**Exercise objective**
Give back a single figure: the number of lines in the entries below that contain "collector".

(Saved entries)
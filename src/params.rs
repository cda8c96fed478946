//! Validation of user supplied filters into a [`LogQuery`].

use tracing::debug;

use crate::cli::Cli;
use crate::error::{Error, Result};
use crate::types::{Limit, LogQuery, WorkloadKind, WorkloadReference};
use crate::utils::parse_resource_spec;

/// Filter inputs exactly as the user typed them.
#[derive(Debug, Clone, Default)]
pub struct LogParameters {
    pub namespace: Option<String>,
    pub podname: Option<String>,
    pub tail: Option<String>,
    pub start_time: Option<String>,
    pub end_time: Option<String>,
    pub level: Option<String>,
    pub limit: Option<String>,
    pub deployment: Option<String>,
    pub daemonset: Option<String>,
    pub statefulset: Option<String>,
    pub resource: Option<String>,
}

impl From<&Cli> for LogParameters {
    fn from(cli: &Cli) -> Self {
        Self {
            namespace: cli.namespace.clone(),
            podname: cli.podname.clone(),
            tail: cli.tail.clone(),
            start_time: cli.start_time.clone(),
            end_time: cli.end_time.clone(),
            level: cli.level.clone(),
            limit: cli.limit.clone(),
            deployment: cli.deployment.clone(),
            daemonset: cli.daemonset.clone(),
            statefulset: cli.statefulset.clone(),
            resource: cli.resource.clone(),
        }
    }
}

/// Parse a limit string. Accepts integers in `0..=1000`.
pub fn parse_limit(value: &str) -> Result<Limit> {
    value
        .trim()
        .parse::<i64>()
        .ok()
        .and_then(|v| u16::try_from(v).ok())
        .and_then(Limit::new)
        .ok_or(Error::InvalidLimit)
}

/// Like [`parse_limit`], but an absent or blank value means no limit was given.
pub fn parse_optional_limit(value: Option<&str>) -> Result<Option<Limit>> {
    match value.map(str::trim) {
        None | Some("") => Ok(None),
        Some(v) => parse_limit(v).map(Some),
    }
}

fn non_empty(value: Option<String>) -> Option<String> {
    value.filter(|v| !v.trim().is_empty())
}

impl LogQuery {
    /// Validate `params`. Workloads are looked up in `--namespace` when given,
    /// otherwise in `default_namespace`.
    pub fn resolve(params: LogParameters, default_namespace: &str) -> Result<Self> {
        let limit = parse_optional_limit(params.limit.as_deref())?;
        let namespace = non_empty(params.namespace);
        let mut podname = non_empty(params.podname);

        let mut selected: Vec<(WorkloadKind, String)> = [
            (WorkloadKind::Deployment, params.deployment),
            (WorkloadKind::DaemonSet, params.daemonset),
            (WorkloadKind::StatefulSet, params.statefulset),
        ]
        .into_iter()
        .filter_map(|(kind, name)| non_empty(name).map(|n| (kind, n)))
        .collect();

        if let Some(resource) = non_empty(params.resource) {
            let spec = parse_resource_spec(&resource)?;
            if spec.kind.eq_ignore_ascii_case("pod") || spec.kind.eq_ignore_ascii_case("pods") {
                if podname.is_some() {
                    return Err(Error::ConflictingWorkloads(
                        "--podname and a pod resource".to_string(),
                    ));
                }
                podname = Some(spec.name);
            } else {
                let kind = spec
                    .kind
                    .parse::<WorkloadKind>()
                    .map_err(|_| Error::UnsupportedResource(resource.clone()))?;
                selected.push((kind, spec.name));
            }
        }

        if selected.len() > 1 {
            return Err(Error::ConflictingWorkloads(
                "--deployment, --daemonset, --statefulset or a workload resource".to_string(),
            ));
        }

        let workload = selected.pop().map(|(kind, name)| WorkloadReference {
            kind,
            name,
            namespace: namespace
                .clone()
                .unwrap_or_else(|| default_namespace.to_string()),
        });

        let query = LogQuery {
            namespace,
            podname,
            tail: non_empty(params.tail),
            start_time: non_empty(params.start_time),
            end_time: non_empty(params.end_time),
            level: non_empty(params.level),
            limit,
            workload,
        };
        debug!("Resolved log query: {:?}", query);
        Ok(query)
    }
}

#[cfg(test)]
mod tests {
    use super::*;

    #[test]
    fn test_parse_limit_in_range() {
        for value in ["0", "1", "5", "999", "1000", " 42 "] {
            assert!(parse_limit(value).is_ok(), "limit {value} should be accepted");
        }
        assert_eq!(parse_limit("5").unwrap().get(), 5);
    }

    #[test]
    fn test_parse_limit_rejected() {
        for value in ["-1", "-5", "1001", "65536", "abc", "5.0", "", "1e3"] {
            let err = parse_limit(value).unwrap_err();
            assert!(matches!(err, Error::InvalidLimit), "limit {value:?}");
        }
    }

    #[test]
    fn test_invalid_limit_message() {
        assert_eq!(
            parse_limit("-2").unwrap_err().to_string(),
            "incorrect \"limit\" value entered, an integer value between 0 and 1000 is required"
        );
    }

    #[test]
    fn test_parse_optional_limit_blank() {
        assert_eq!(parse_optional_limit(None).unwrap(), None);
        assert_eq!(parse_optional_limit(Some("  ")).unwrap(), None);
        assert!(parse_optional_limit(Some("0")).unwrap().unwrap().is_unlimited());
    }

    #[test]
    fn test_resolve_no_parameters() {
        let query = LogQuery::resolve(LogParameters::default(), "default").unwrap();
        assert_eq!(query, LogQuery::default());
    }

    #[test]
    fn test_resolve_passes_fields_through() {
        let params = LogParameters {
            namespace: Some("openshift-logging".to_string()),
            podname: Some("openshift-logging-1234".to_string()),
            tail: Some("30m".to_string()),
            level: Some("error".to_string()),
            start_time: Some(String::new()),
            limit: Some("5".to_string()),
            ..Default::default()
        };
        let query = LogQuery::resolve(params, "default").unwrap();
        assert_eq!(query.namespace.as_deref(), Some("openshift-logging"));
        assert_eq!(query.podname.as_deref(), Some("openshift-logging-1234"));
        assert_eq!(query.tail.as_deref(), Some("30m"));
        assert_eq!(query.level.as_deref(), Some("error"));
        assert_eq!(query.start_time, None);
        assert_eq!(query.limit.map(Limit::get), Some(5));
        assert!(query.workload.is_none());
    }

    #[test]
    fn test_resolve_rejects_negative_limit() {
        let params = LogParameters {
            limit: Some("-5".to_string()),
            ..Default::default()
        };
        assert!(matches!(
            LogQuery::resolve(params, "default"),
            Err(Error::InvalidLimit)
        ));
    }

    #[test]
    fn test_resolve_workload_flag_uses_namespace() {
        let params = LogParameters {
            namespace: Some("openshift-logging".to_string()),
            daemonset: Some("collector".to_string()),
            ..Default::default()
        };
        let query = LogQuery::resolve(params, "default").unwrap();
        assert_eq!(
            query.workload,
            Some(WorkloadReference {
                kind: WorkloadKind::DaemonSet,
                name: "collector".to_string(),
                namespace: "openshift-logging".to_string(),
            })
        );
    }

    #[test]
    fn test_resolve_workload_defaults_namespace() {
        let params = LogParameters {
            resource: Some("deployment=openshift-deployment".to_string()),
            ..Default::default()
        };
        let query = LogQuery::resolve(params, "my-project").unwrap();
        let workload = query.workload.unwrap();
        assert_eq!(workload.kind, WorkloadKind::Deployment);
        assert_eq!(workload.name, "openshift-deployment");
        assert_eq!(workload.namespace, "my-project");
        assert_eq!(query.namespace, None);
    }

    #[test]
    fn test_resolve_pod_resource() {
        let params = LogParameters {
            resource: Some("pod/my-pod".to_string()),
            ..Default::default()
        };
        let query = LogQuery::resolve(params, "default").unwrap();
        assert_eq!(query.podname.as_deref(), Some("my-pod"));
        assert!(query.workload.is_none());
    }

    #[test]
    fn test_resolve_conflicting_workloads() {
        let params = LogParameters {
            statefulset: Some("db".to_string()),
            resource: Some("deployment/app".to_string()),
            ..Default::default()
        };
        assert!(matches!(
            LogQuery::resolve(params, "default"),
            Err(Error::ConflictingWorkloads(_))
        ));
    }

    #[test]
    fn test_resolve_unsupported_resource() {
        let params = LogParameters {
            resource: Some("job/backup".to_string()),
            ..Default::default()
        };
        assert!(matches!(
            LogQuery::resolve(params, "default"),
            Err(Error::UnsupportedResource(_))
        ));
    }
}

**Result of this exercise**
2